Climate Activists Fasting on Capitol Steps Find Allies in Governor’s Staff

“We are here to help untie their hands.”

“I had dinner Monday night and haven’t had anything since. … I feel a little ditsy. … I hope that I’m being at least a little bit coherent,” says Cathy Carruthers, a former economist with the Department of Ecology, while speaking on the phone yesterday from the steps of the Capitol Building in Olympia.

Carruthers is one of several dozen parents and grandparents who began a three-day hunger strike Tuesday morning to protest the Department of Ecology’s draft Clean Air Rule, which activists see as woefully inadequate in terms of combating climate change. “The rule is not enough; it goes nowhere near far enough to ensure that we’re going to live in a stable climate,” says Alec Connon, who also hasn’t eaten since Monday.

Despite a few who had to drop out of the fast for health reasons—“We’ve had two people throw up, two people who’ve had to break their fast,” Connon says—the group has maintained a quorum of about 20 fasters on the steps at all times, usually with a dozen or more additional people showing up in support. There are also six more activists participating in the fast, Connon says, just from home, rather than at the sit-in.

The aim is to draw attention to the rule in advance of a public hearing in Olympia on Thursday evening. And on Wednesday afternoon, haggard and hungry, four activists managed to snag an hour-long meeting with two high-ranking members of the Governor’s staff—his chief of staff, David Postman, and his carbon markets policy advisor, Chris Davis.

The meeting, according to the fasters, went surprisingly well. They felt heard and understood. But the reason that the rule isn’t as strong as it could be, they were told—the reason that emissions reductions look more like 1.7 percent per year, as opposed to the scientist-recommended 6 to 8 percent—had a lot to do with the constraints of state law and the fear of imminent lawsuits. While climate activists claim that the rule as it stands is ineffectual, members of the fossil fuel industry and business community (notably the Association of Washington Business) believe it has too much of an effect on their operations, and may be gearing up for a fight, no matter the outcome of these public hearings.

Carruthers, who spent 18 years working for the Department of Ecology, says that doesn’t surprise her. That was always the expectation when Ecology was drafting any kind of rule: There was always someone who was going to sue. “Oh yeah,” she says, laughing.
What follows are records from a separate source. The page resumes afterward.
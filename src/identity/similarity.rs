//! Name similarity strategies.
//!
//! Every strategy returns a score in `0.0..=1.0` computed over
//! [`name_key`]-normalized names, so case and spacing never affect a match.
//! The index does not depend on any particular algorithm; it scores through
//! the [`SimilarityStrategy`] trait and the strategy is chosen from
//! configuration.

use std::fmt::Debug;

use crate::config::SimilarityWeights;
use crate::models::name_key;

/// A pluggable name-similarity algorithm.
pub trait SimilarityStrategy: Send + Sync + Debug {
    /// Short name used in logs and audit output.
    fn name(&self) -> &'static str;

    /// Scores two names, `1.0` meaning identical.
    fn score(&self, a: &str, b: &str) -> f64;
}

/// Token-level similarity.
///
/// Each word of one name is paired with its closest word (by Jaro-Winkler)
/// in the other, the pair scores are averaged, and the result is averaged
/// over both directions. Tolerates reordered names ("Smith Jon").
#[derive(Debug, Clone, Copy, Default)]
pub struct TokenSimilarity;

impl SimilarityStrategy for TokenSimilarity {
    fn name(&self) -> &'static str {
        "token"
    }

    fn score(&self, a: &str, b: &str) -> f64 {
        let a = name_key(a);
        let b = name_key(b);
        let a_tokens: Vec<&str> = a.split(' ').filter(|t| !t.is_empty()).collect();
        let b_tokens: Vec<&str> = b.split(' ').filter(|t| !t.is_empty()).collect();
        if a_tokens.is_empty() || b_tokens.is_empty() {
            return 0.0;
        }

        let directed = |from: &[&str], to: &[&str]| {
            from.iter()
                .map(|x| to.iter().map(|y| jaro_winkler(x, y)).fold(0.0, f64::max))
                .sum::<f64>()
                / from.len() as f64
        };

        (directed(&a_tokens, &b_tokens) + directed(&b_tokens, &a_tokens)) / 2.0
    }
}

/// Character-level Jaro-Winkler similarity of the whole name.
#[derive(Debug, Clone, Copy, Default)]
pub struct CharacterSimilarity;

impl SimilarityStrategy for CharacterSimilarity {
    fn name(&self) -> &'static str {
        "character"
    }

    fn score(&self, a: &str, b: &str) -> f64 {
        jaro_winkler(&name_key(a), &name_key(b))
    }
}

/// Phonetic similarity: the share of words whose Soundex codes agree.
#[derive(Debug, Clone, Copy, Default)]
pub struct PhoneticSimilarity;

impl SimilarityStrategy for PhoneticSimilarity {
    fn name(&self) -> &'static str {
        "phonetic"
    }

    fn score(&self, a: &str, b: &str) -> f64 {
        let codes = |name: &str| -> Vec<String> {
            name_key(name)
                .split(' ')
                .map(soundex)
                .filter(|code| !code.is_empty())
                .collect()
        };
        let a_codes = codes(a);
        let b_codes = codes(b);
        if a_codes.is_empty() || b_codes.is_empty() {
            return 0.0;
        }

        let directed = |from: &[String], to: &[String]| {
            from.iter().filter(|code| to.contains(code)).count() as f64 / from.len() as f64
        };

        (directed(&a_codes, &b_codes) + directed(&b_codes, &a_codes)) / 2.0
    }
}

/// Weighted composite of the token, character and phonetic strategies.
///
/// Components with a zero weight are skipped. The result is normalized by
/// the total weight so it stays within `0.0..=1.0`.
#[derive(Debug)]
pub struct WeightedSimilarity {
    components: Vec<(Box<dyn SimilarityStrategy>, f64)>,
}

impl WeightedSimilarity {
    /// Builds the composite from configured weights.
    ///
    /// If every weight is zero or negative, plain character similarity is
    /// used.
    ///
    /// # Example
    ///
    /// ```
    /// use timesheet_engine::config::SimilarityWeights;
    /// use timesheet_engine::identity::{SimilarityStrategy, WeightedSimilarity};
    ///
    /// let strategy = WeightedSimilarity::from_weights(&SimilarityWeights::default());
    /// assert!(strategy.score("Jon Smtih", "Jon Smith") >= 0.95);
    /// assert!(strategy.score("Jon Smith", "Maria Garcia") < 0.70);
    /// ```
    pub fn from_weights(weights: &SimilarityWeights) -> Self {
        let candidates: [(Box<dyn SimilarityStrategy>, f64); 3] = [
            (Box::new(TokenSimilarity), weights.token),
            (Box::new(CharacterSimilarity), weights.character),
            (Box::new(PhoneticSimilarity), weights.phonetic),
        ];

        let mut components: Vec<_> = candidates
            .into_iter()
            .filter(|(_, weight)| weight.is_finite() && *weight > 0.0)
            .collect();
        if components.is_empty() {
            components.push((Box::new(CharacterSimilarity), 1.0));
        }

        Self { components }
    }
}

impl Default for WeightedSimilarity {
    fn default() -> Self {
        Self::from_weights(&SimilarityWeights::default())
    }
}

impl SimilarityStrategy for WeightedSimilarity {
    fn name(&self) -> &'static str {
        "weighted"
    }

    fn score(&self, a: &str, b: &str) -> f64 {
        let total: f64 = self.components.iter().map(|(_, weight)| weight).sum();
        let weighted: f64 = self
            .components
            .iter()
            .map(|(strategy, weight)| strategy.score(a, b) * weight)
            .sum();
        (weighted / total).clamp(0.0, 1.0)
    }
}

/// Jaro-Winkler similarity with the standard 0.1 prefix scale and a
/// four-character prefix cap.
pub fn jaro_winkler(a: &str, b: &str) -> f64 {
    let jaro = jaro(a, b);
    let prefix = a
        .chars()
        .zip(b.chars())
        .take(4)
        .take_while(|(x, y)| x == y)
        .count() as f64;
    jaro + prefix * 0.1 * (1.0 - jaro)
}

fn jaro(a: &str, b: &str) -> f64 {
    let a: Vec<char> = a.chars().collect();
    let b: Vec<char> = b.chars().collect();
    if a.is_empty() && b.is_empty() {
        return 1.0;
    }
    if a.is_empty() || b.is_empty() {
        return 0.0;
    }

    let window = (a.len().max(b.len()) / 2).saturating_sub(1);
    let mut a_matched = vec![false; a.len()];
    let mut b_matched = vec![false; b.len()];
    let mut matches = 0usize;

    for (i, ca) in a.iter().enumerate() {
        let start = i.saturating_sub(window);
        let end = (i + window + 1).min(b.len());
        for j in start..end {
            if !b_matched[j] && b[j] == *ca {
                a_matched[i] = true;
                b_matched[j] = true;
                matches += 1;
                break;
            }
        }
    }

    if matches == 0 {
        return 0.0;
    }

    let a_sequence = a.iter().zip(&a_matched).filter(|(_, m)| **m).map(|(c, _)| c);
    let b_sequence = b.iter().zip(&b_matched).filter(|(_, m)| **m).map(|(c, _)| c);
    let transpositions = a_sequence.zip(b_sequence).filter(|(x, y)| x != y).count() / 2;

    let m = matches as f64;
    (m / a.len() as f64 + m / b.len() as f64 + (m - transpositions as f64) / m) / 3.0
}

/// American Soundex code of a single word, or an empty string if the word
/// has no letters.
///
/// # Example
///
/// ```
/// use timesheet_engine::identity::soundex;
///
/// assert_eq!(soundex("Robert"), "R163");
/// assert_eq!(soundex("Rupert"), "R163");
/// ```
pub fn soundex(word: &str) -> String {
    let letters: Vec<char> = word
        .chars()
        .filter(char::is_ascii_alphabetic)
        .map(|c| c.to_ascii_lowercase())
        .collect();
    let Some(&first) = letters.first() else {
        return String::new();
    };

    let mut code = String::with_capacity(4);
    code.push(first.to_ascii_uppercase());
    let mut last = soundex_digit(first);

    for &c in &letters[1..] {
        if code.len() == 4 {
            break;
        }
        match c {
            'h' | 'w' => {}
            'a' | 'e' | 'i' | 'o' | 'u' | 'y' => last = None,
            _ => {
                let digit = soundex_digit(c);
                if let Some(d) = digit.filter(|_| digit != last) {
                    code.push(d);
                }
                last = digit;
            }
        }
    }

    while code.len() < 4 {
        code.push('0');
    }
    code
}

fn soundex_digit(c: char) -> Option<char> {
    match c {
        'b' | 'f' | 'p' | 'v' => Some('1'),
        'c' | 'g' | 'j' | 'k' | 'q' | 's' | 'x' | 'z' => Some('2'),
        'd' | 't' => Some('3'),
        'l' => Some('4'),
        'm' | 'n' => Some('5'),
        'r' => Some('6'),
        _ => None,
    }
}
For instance: “I had a friend call me when we were filing a forestry rule, [saying], ‘We’re all sitting here on the grass trying to figure out how much money we’re each gonna throw in to sue you.’”

As a result, she says, “I think [the Department of Ecology is] pretty much where they feel they need to be, legally. I don’t think there’s gonna be much shift.”

Environmental groups have nevertheless urged major changes to the draft, including removing a loophole that could allow companies to double-count their carbon offsets, as well as establishing stricter, “science-based limits” on emissions.

“I have kids and grandkids,” says Carruthers. “I think the time is now. I would like to see us doing a lot more than we’re doing [on climate] … a lot more than may be legally possible at this moment.”

For Deborah Woolley, fasting for the cause is particularly compelling. “It is a spiritual act, used for a political end,” she says. “That appealed to me.” And she, for one, felt very encouraged by the meeting with the Governor’s staff; it helped shift the brewing narrative for her regarding the Inslee administration’s alleged “greenwashing.”

“I have a lot of gratitude for the openness of his staff towards us—making themselves available, being willing to hear us out,” she says. “I felt a sense of camaraderie with them, actually. I have a clearer sense now of the political reality, how constrained they are by the law. Where we need to be putting our pressure is on the legislature.”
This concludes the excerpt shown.